Member of the Arkansas House of Representatives
- In office 1873–1875

Personal details
- Born: 1846
- Died: December 30, 1885 (aged 38–39)
- Cause of death: Homicide
- Party: Republican
- Education: Oberlin College
- Occupation: Politician, police officer

Military service
- Allegiance: United States
- Branch/service: United States Army (Union army)
- Years of service: 1865
- Unit: 2nd Ohio Cavalry Regiment

= William L. Copeland =

American politician (1846–1885)

William L. Copeland (1846 - December 30, 1885) was an American police officer, government official, and state legislator in Arkansas. He was born in Ohio and studied at Oberlin College in Ohio. On March 7, 1865, at the end of the American Civil War, he joined Company C, 2nd Ohio Cavalry Regiment, of the Union Army. At the end of the war, he returned to Oberlin College, where he studied from 1867–69.
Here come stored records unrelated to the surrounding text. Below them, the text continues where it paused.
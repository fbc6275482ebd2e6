pub mod historical;
pub mod statistical;

use crate::core::climate::historical::HistoricalEnsemble;
use crate::core::climate::statistical::StatisticalClimate;
use crate::core::units::SECONDS_PER_HOUR;
use crate::errors::GenerationError;
use rand_pcg::Pcg64;

/// An ordered series of ambient air temperatures (ºC) sampled at a fixed step, spanning the
/// simulated month. Owned by the single run that generated it.
#[derive(Clone, Debug, PartialEq)]
pub struct ClimateTrajectory {
    step_in_seconds: u32,
    temperatures: Vec<f64>,
}

impl ClimateTrajectory {
    pub fn new(temperatures: Vec<f64>, step_in_seconds: u32) -> Self {
        Self {
            step_in_seconds,
            temperatures,
        }
    }

    pub fn hourly(temperatures: Vec<f64>) -> Self {
        Self::new(temperatures, SECONDS_PER_HOUR)
    }

    pub fn temperatures(&self) -> &[f64] {
        &self.temperatures
    }

    pub fn len(&self) -> usize {
        self.temperatures.len()
    }

    pub fn is_empty(&self) -> bool {
        self.temperatures.is_empty()
    }

    /// Ambient temperature at an elapsed time, linearly interpolated between samples and held
    /// constant past the last one.
    pub fn air_temp_at(&self, elapsed_seconds: f64) -> f64 {
        let Some(last) = self.temperatures.last() else {
            return f64::NAN;
        };
        let position = (elapsed_seconds / self.step_in_seconds as f64).max(0.);
        let idx = position.floor() as usize;
        if idx + 1 >= self.temperatures.len() {
            return *last;
        }
        let frac = position - idx as f64;
        let (before, after) = (self.temperatures[idx], self.temperatures[idx + 1]);

        before + (after - before) * frac
    }

    /// Ambient temperature recorded for a given sample (hour) index.
    pub fn sample(&self, idx: usize) -> f64 {
        self.temperatures[idx.min(self.temperatures.len().saturating_sub(1))]
    }

    pub(crate) fn ensure_finite(self) -> Result<Self, GenerationError> {
        match self.temperatures.iter().position(|temp| !temp.is_finite()) {
            Some(hour) => Err(GenerationError::NonFiniteTemperature { hour }),
            None => Ok(self),
        }
    }
}

/// Something that can produce a fresh month-long climate trajectory for one run.
pub trait ClimateSource {
    fn generate(&self, rng: &mut Pcg64) -> Result<ClimateTrajectory, GenerationError>;
}

#[derive(Clone, Debug)]
pub enum ClimateGenerator {
    Statistical(StatisticalClimate),
    Historical(HistoricalEnsemble),
}

macro_rules! per_climate {
    ($val:expr, $pattern:pat => { $res:expr }) => {
        match $val {
            ClimateGenerator::Statistical($pattern) => $res,
            ClimateGenerator::Historical($pattern) => $res,
        }
    };
}

impl ClimateSource for ClimateGenerator {
    fn generate(&self, rng: &mut Pcg64) -> Result<ClimateTrajectory, GenerationError> {
        per_climate!(self, source => { source.generate(rng) })
    }
}

#[cfg(test)]
mod tests {
    use super::*;
    use approx::assert_relative_eq;
    use rstest::*;

    #[fixture]
    fn trajectory() -> ClimateTrajectory {
        ClimateTrajectory::hourly(vec![10., 20., 14.])
    }

    #[rstest]
    #[case(0., 10.)]
    #[case(1800., 15.)]
    #[case(3600., 20.)]
    #[case(5400., 17.)]
    #[case(7200., 14.)]
    #[case(100_000., 14.)]
    fn should_interpolate_air_temperature(
        trajectory: ClimateTrajectory,
        #[case] elapsed: f64,
        #[case] expected: f64,
    ) {
        assert_relative_eq!(trajectory.air_temp_at(elapsed), expected);
    }

    #[rstest]
    fn should_reject_non_finite_samples() {
        let trajectory = ClimateTrajectory::hourly(vec![10., f64::NAN, 12.]);
        assert_eq!(
            trajectory.ensure_finite(),
            Err(GenerationError::NonFiniteTemperature { hour: 1 })
        );
    }
}
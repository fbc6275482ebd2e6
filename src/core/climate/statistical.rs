use crate::core::climate::{ClimateSource, ClimateTrajectory};
use crate::core::units::HOURS_PER_DAY;
use crate::errors::GenerationError;
use crate::input::{DiurnalShape, NegativeRangeHandling};
use rand_distr::{Distribution, Normal, NormalError};
use rand_pcg::Pcg64;
use std::f64::consts::PI;

/// Number of draws of a daily range attempted before a run is failed when negative ranges are
/// rejected rather than clamped.
const MAX_RANGE_DRAWS: usize = 100;
/// Furthest (in hours) a jittered daily extreme may move from its anchor hour.
const MAX_EXTREME_HOUR_SHIFT: f64 = 1.;

/// Generates ambient trajectories by drawing each day's minimum temperature and temperature
/// range from normal distributions, then shaping the hours of the day between the extremes.
#[derive(Clone, Debug)]
pub struct StatisticalClimate {
    daily_minimum: Normal<f64>,
    daily_range: Normal<f64>,
    days: usize,
    diurnal_shape: DiurnalShape,
    negative_range: NegativeRangeHandling,
    trough_hour: f64,
    peak_hour: f64,
    extreme_hour_jitter: Option<Normal<f64>>,
}

#[derive(Clone, Copy, Debug)]
struct DailyExtremes {
    minimum: f64,
    maximum: f64,
    trough_hour: f64,
    peak_hour: f64,
}

impl StatisticalClimate {
    /// Arguments:
    /// * `minimum_mean`, `minimum_std_dev` - distribution of the daily minimum temperature, in ºC
    /// * `range_mean`, `range_std_dev` - distribution of the daily range (max - min), in K
    /// * `days` - number of days to generate
    /// * `trough_hour`, `peak_hour` - hours of the day at which the minimum and maximum occur
    /// * `extreme_hour_std_dev` - std dev (hours) of the jitter applied to the extreme hours, zero for none
    pub(crate) fn new(
        minimum_mean: f64,
        minimum_std_dev: f64,
        range_mean: f64,
        range_std_dev: f64,
        days: usize,
        diurnal_shape: DiurnalShape,
        negative_range: NegativeRangeHandling,
        trough_hour: f64,
        peak_hour: f64,
        extreme_hour_std_dev: f64,
    ) -> Result<Self, NormalError> {
        Ok(Self {
            daily_minimum: Normal::new(minimum_mean, minimum_std_dev)?,
            daily_range: Normal::new(range_mean, range_std_dev)?,
            days,
            diurnal_shape,
            negative_range,
            trough_hour,
            peak_hour,
            extreme_hour_jitter: if extreme_hour_std_dev > 0. {
                Some(Normal::new(0., extreme_hour_std_dev)?)
            } else {
                None
            },
        })
    }

    fn draw_day(&self, day: usize, rng: &mut Pcg64) -> Result<DailyExtremes, GenerationError> {
        let minimum = self.daily_minimum.sample(rng);
        let range = match self.negative_range {
            NegativeRangeHandling::Clamp => self.daily_range.sample(rng).max(0.),
            NegativeRangeHandling::Reject => (0..MAX_RANGE_DRAWS)
                .map(|_| self.daily_range.sample(rng))
                .find(|range| *range >= 0.)
                .ok_or(GenerationError::NegativeRange {
                    day,
                    attempts: MAX_RANGE_DRAWS,
                })?,
        };
        let trough_hour = self.jittered(self.trough_hour, rng);
        let peak_hour = self.jittered(self.peak_hour, rng);

        Ok(DailyExtremes {
            minimum,
            maximum: minimum + range,
            trough_hour,
            peak_hour,
        })
    }

    fn jittered(&self, anchor_hour: f64, rng: &mut Pcg64) -> f64 {
        match &self.extreme_hour_jitter {
            Some(jitter) => {
                anchor_hour
                    + jitter
                        .sample(rng)
                        .clamp(-MAX_EXTREME_HOUR_SHIFT, MAX_EXTREME_HOUR_SHIFT)
            }
            None => anchor_hour,
        }
    }
}

impl ClimateSource for StatisticalClimate {
    fn generate(&self, rng: &mut Pcg64) -> Result<ClimateTrajectory, GenerationError> {
        let days = (0..self.days)
            .map(|day| self.draw_day(day, rng))
            .collect::<Result<Vec<_>, _>>()?;
        let hours_per_day = HOURS_PER_DAY as usize;

        let temperatures = (0..days.len() * hours_per_day)
            .map(|hour| {
                let day = hour / hours_per_day;
                let hour_of_day = (hour % hours_per_day) as f64;
                match self.diurnal_shape {
                    DiurnalShape::Cosine => cosine_profile(&days[day], hour_of_day),
                    DiurnalShape::SplitCosine => split_cosine_profile(
                        &days[day.saturating_sub(1)],
                        &days[day],
                        &days[(day + 1).min(days.len() - 1)],
                        hour_of_day,
                    ),
                }
            })
            .collect();

        ClimateTrajectory::hourly(temperatures).ensure_finite()
    }
}

/// Single cosine centred on the day's mean, peaking at the peak hour.
fn cosine_profile(today: &DailyExtremes, hour_of_day: f64) -> f64 {
    let mean = (today.minimum + today.maximum) / 2.;
    let amplitude = (today.maximum - today.minimum) / 2.;

    mean + amplitude * (2. * PI * (hour_of_day - today.peak_hour) / HOURS_PER_DAY as f64).cos()
}

/// Half-cosine segments between consecutive extremes: the previous day's maximum falls to
/// today's minimum at the trough hour, rises to today's maximum at the peak hour, then falls
/// towards the next day's minimum.
fn split_cosine_profile(
    previous: &DailyExtremes,
    today: &DailyExtremes,
    next: &DailyExtremes,
    hour_of_day: f64,
) -> f64 {
    let hours_per_day = HOURS_PER_DAY as f64;
    if hour_of_day < today.trough_hour {
        half_cosine(
            (previous.peak_hour - hours_per_day, previous.maximum),
            (today.trough_hour, today.minimum),
            hour_of_day,
        )
    } else if hour_of_day < today.peak_hour {
        half_cosine(
            (today.trough_hour, today.minimum),
            (today.peak_hour, today.maximum),
            hour_of_day,
        )
    } else {
        half_cosine(
            (today.peak_hour, today.maximum),
            (next.trough_hour + hours_per_day, next.minimum),
            hour_of_day,
        )
    }
}

fn half_cosine(start: (f64, f64), end: (f64, f64), hour: f64) -> f64 {
    let (start_hour, start_temp) = start;
    let (end_hour, end_temp) = end;
    let progress = (hour - start_hour) / (end_hour - start_hour);

    start_temp + (end_temp - start_temp) * (1. - (PI * progress).cos()) / 2.
}
pub mod climate;
pub mod controls;
pub mod cooling_systems;
pub mod energy_supply;
pub mod space_cool_demand;
pub mod units;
He served in the Arkansas House of Representatives from 1873 until 1875 representing Crittenden County. He was appointed assessor of Crittenden County. In 1876 he was the Republican candidate for Arkansas Secretary of State. A letter he wrote to his wife survives. The Daily Arkansas Gazette described him as "Colored". He was a Republican.

Copeland may have been the first Little Rock police officer killed in the line of duty. Copeland was killed after being assaulted by a jail trusty who was on work release.